Una conclusione che offre nuovi spunti al dibattito in corso sulle misure più adeguate che le autorità nazionali dovrebbero adottare per affrontare le conseguenze economiche e sociali della crisi sanitaria internazionale. “I risultati del nostro studio potrebbero essere una buona notizia per i governi impegnati a sostenere l’impatto del covid-19 sulle finanze pubbliche, visto che suggeriscono che non dovrebbero essere eccessivamente preoccupati delle conseguenze economiche derivanti dall’imposizione di tasse più alte per i ricchi”, ha aggiunto Julian Limberg, l’altro autore dello studio, professore di Public Policy at King’s College London.
L’aumento delle imposte sui patrimoni più elevati è un tema che è stato dibattuto dalle élite politiche dei vari paesi. Anche in Italia, l’emendamento alle legge di bilancio che propone l’introduzione di una patrimoniale, a firma di Nicola Fratoianni (Leu) e Matteo Orfini (Pd), ha scatenato molte polemiche in questi giorni. Il provvedimento puntava a disapplicare, a partire dal primo gennaio 2021, l’imposta municipale unica e l’imposta di bollo sui conti correnti bancari e sui conti di deposito titoli; e nel frattempo instituiva, a decorrere dal primo gennaio del nuovo anno, “un’imposta ordinaria sostitutiva sui grandi patrimoni la cui base imponibile è costituita da una ricchezza netta superiore a 500.000 euro derivante dalla somma delle attività mobiliari ed immobiliari al netto delle passività finanziarie, posseduta ovvero detenuta sia in Italia che all’estero, da persone fisiche”. Come si legge nel testo dell’emendamento, la tassa prevedeva diverse aliquote:
- 0,2 per cento per una base imponibile di valore compreso tra 500.000 euro e 1 milione di euro;
- 0,5 per cento per una base imponibile di valore oltre 1 milione di euro ma non superiore a 5 milioni di euro;
- 1 per cento per una base imponibile di valore oltre i 5 milioni di euro ma non superiore a 50 milioni di euro;
- 2 per cento per una base imponibile di valore superiore ai 50 milioni di euro.

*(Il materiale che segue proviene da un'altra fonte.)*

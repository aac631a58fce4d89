use anyhow::Result;
use clap::error::ErrorKind;
use clap::Parser;
use std::path::PathBuf;
use std::sync::Arc;
use tokio::signal;
use tokio::task::JoinError;
use tracing::{error, info, warn};
mod config;
mod error;
mod events;
mod services;
mod utils;

use config::Config;
use error::SwipeError;
use services::{create_trackpad_listener, DispatchGate, HandlerInvoker};

#[derive(Parser, Debug)]
#[command(name = "on-swipe", version)]
#[command(about = "Демон, запускающий скрипт при свайпе тремя пальцами по тачпаду")]
struct Args {
    /// Путь к файлу конфигурации (по умолчанию ~/.config/on-swipe/config.toml)
    #[arg(short, long)]
    config: Option<PathBuf>,

    /// Режим сухого запуска (эмуляция свайпов, скрипт не запускается)
    #[arg(long)]
    dry_run: bool,

    /// Уровень логирования (перекрывает значение из конфигурации)
    #[arg(long)]
    log_level: Option<String>,
}

#[tokio::main]
async fn main() -> Result<()> {
    let args = match Args::try_parse() {
        Ok(args) => args,
        // Справка и версия - не рабочий запуск: код выхода ненулевой
        Err(e) if matches!(e.kind(), ErrorKind::DisplayHelp | ErrorKind::DisplayVersion) => {
            let _ = e.print();
            std::process::exit(1);
        }
        Err(e) => e.exit(),
    };

    // Загрузка конфигурации
    let config_path = args.config.clone().unwrap_or_else(Config::default_path);
    let mut config = Config::load(&config_path)?;
    if let Some(level) = args.log_level {
        config.logging.level = level;
        config.validate()?;
    }
    let config = Arc::new(config);

    // Инициализация системы логирования
    init_tracing(&config.logging.level, &config.logging.format)?;

    info!("Запуск on-swipe v{}", env!("CARGO_PKG_VERSION"));
    info!("Конфигурация загружена из: {}", config_path.display());

    if args.dry_run {
        warn!("Режим сухого запуска - устройство не открывается, скрипт не запускается");
    } else {
        // Проверка прав доступа
        if let Err(e) = utils::permissions::check_permissions() {
            fail(&e);
        }
    }

    // Инициализация компонентов
    let (gate, receiver) = DispatchGate::channel(config.dispatch.debounce());
    let gate = Arc::new(gate);
    let invoker = HandlerInvoker::new(&config.dispatch, receiver, args.dry_run);

    let trackpad_listener = match create_trackpad_listener(config.clone(), gate.clone(), args.dry_run) {
        Ok(listener) => listener,
        Err(e) => fail(&e),
    };

    info!("Все компоненты инициализированы");

    // Запуск сервисов
    let invoker_handle = tokio::spawn(invoker.run());
    let mut listener_handle = tokio::spawn(trackpad_listener.run());

    info!("Все сервисы запущены");

    // Ожидание сигнала завершения или отказа источника кадров
    tokio::select! {
        result = &mut listener_handle => fail(&listener_failure(result)),
        result = signal::ctrl_c() => {
            match result {
                Ok(()) => info!("Получен сигнал завершения (Ctrl+C)"),
                Err(err) => error!("Ошибка при ожидании сигнала завершения: {}", err),
            }
        }
    }

    info!("Завершение работы...");

    // Новые свайпы больше не принимаются, воркер дорабатывает очередь
    gate.close();
    listener_handle.abort();

    let shutdown_timeout = tokio::time::Duration::from_secs(5);
    match tokio::time::timeout(shutdown_timeout, invoker_handle).await {
        Ok(Ok(_stats)) => info!("Все сервисы завершили работу корректно"),
        Ok(Err(e)) => error!("Задача HandlerInvoker аварийно завершилась: {}", e),
        Err(_) => warn!("Таймаут при завершении HandlerInvoker"),
    }

    info!("on-swipe завершил работу");
    Ok(())
}

/// Источник кадров не завершается штатно: любой исход его задачи - отказ
fn listener_failure(result: std::result::Result<error::Result<()>, JoinError>) -> SwipeError {
    match result {
        Ok(Ok(())) => swipe_error!(internal, "TrackpadListener неожиданно завершился"),
        Ok(Err(e)) => e,
        Err(e) => swipe_error!(internal, "задача TrackpadListener аварийно завершилась: {}", e),
    }
}

/// Фатальная ошибка источника кадров: процесс завершается, перезапуск - дело супервизора
fn fail(e: &SwipeError) -> ! {
    error!("{}", e);
    if matches!(e, SwipeError::Permission(_)) {
        eprintln!("Для настройки доступа выполните:");
        for command in utils::permissions::get_setup_commands() {
            eprintln!("{}", command);
        }
    }
    if !e.is_fatal() {
        warn!("Ошибка не относится к фатальным, но продолжить работу без источника кадров нельзя");
    }
    std::process::exit(1);
}

fn init_tracing(level: &str, format: &str) -> Result<()> {
    use tracing_subscriber::{layer::SubscriberExt, util::SubscriberInitExt, EnvFilter};

    let filter = EnvFilter::try_from_default_env()
        .or_else(|_| EnvFilter::try_new(level))?;

    let registry = tracing_subscriber::registry().with(filter);
    match format {
        "full" => registry.with(tracing_subscriber::fmt::layer()).init(),
        _ => registry.with(tracing_subscriber::fmt::layer().compact()).init(),
    }

    Ok(())
}

#[cfg(test)]
mod tests {
    use super::*;

    #[tokio::test]
    async fn test_panicked_listener_is_a_failure() {
        let handle = tokio::spawn(async {
            if true {
                panic!("сбой чтения");
            }
            Ok::<(), SwipeError>(())
        });
        let err = listener_failure(handle.await);
        assert!(matches!(err, SwipeError::Internal(_)));
    }

    #[tokio::test]
    async fn test_listener_error_is_passed_through() {
        let handle = tokio::spawn(async {
            Err::<(), SwipeError>(swipe_error!(device_not_found, "тачпад отключён"))
        });
        let err = listener_failure(handle.await);
        assert!(matches!(err, SwipeError::DeviceNotFound(_)));
        assert!(err.is_fatal());
    }

    #[test]
    fn test_listener_returning_is_a_failure() {
        assert!(matches!(listener_failure(Ok(Ok(()))), SwipeError::Internal(_)));
    }
}
pub mod contact_tracker;
pub mod dispatch_gate;
pub mod gesture_classifier;
pub mod gesture_pipeline;
pub mod handler_invoker;
pub mod trackpad_listener;

pub use contact_tracker::ContactTracker;
pub use dispatch_gate::DispatchGate;
pub use gesture_classifier::GestureClassifier;
pub use gesture_pipeline::GesturePipeline;
pub use handler_invoker::HandlerInvoker;
pub use trackpad_listener::create_trackpad_listener;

La proposta di modifica, presentata in commissione bilancio alla Camera, è stata poi ritirata, dopo il parere negativo di governo e relatori. “In questi giorni molti, anche nella maggioranza, hanno aperto all’idea di una patrimoniale, pur criticando la nostra proposta. Siamo ovviamente disponibili a riformularlo insieme in modo da trovare un testo condiviso, ma invitiamo tutte le forze di maggioranza a trovare il coraggio di fare una scelta giusta”, hanno commentato i due parlamentari, sottolineando che avrebbero ripresentato “l’emendamento in aula e poi al Senato”.
Nel loro studio, Hope e Limberg fanno notare che i tagli maggiori nelle tasse destinate ai più ricchi si sono verificati nei vari paesi soprattutto dopo il 1980: erano gli anni in cui, negli Stati Uniti, venivano approvati il First Reagan Tax Cut (1982) e il Second Reagan Tax Cut (1986/198). Queste riforme fiscali non hanno “portato a una maggiore crescita economica, né nel breve né nel medio periodo”, evidenziano i due professori, e lo stesso vale per il tasso di disoccupazione. In sostanza, hanno fatto bene ai diretti interessati, ma hanno dato poco o nulla alla società nel suo complesso.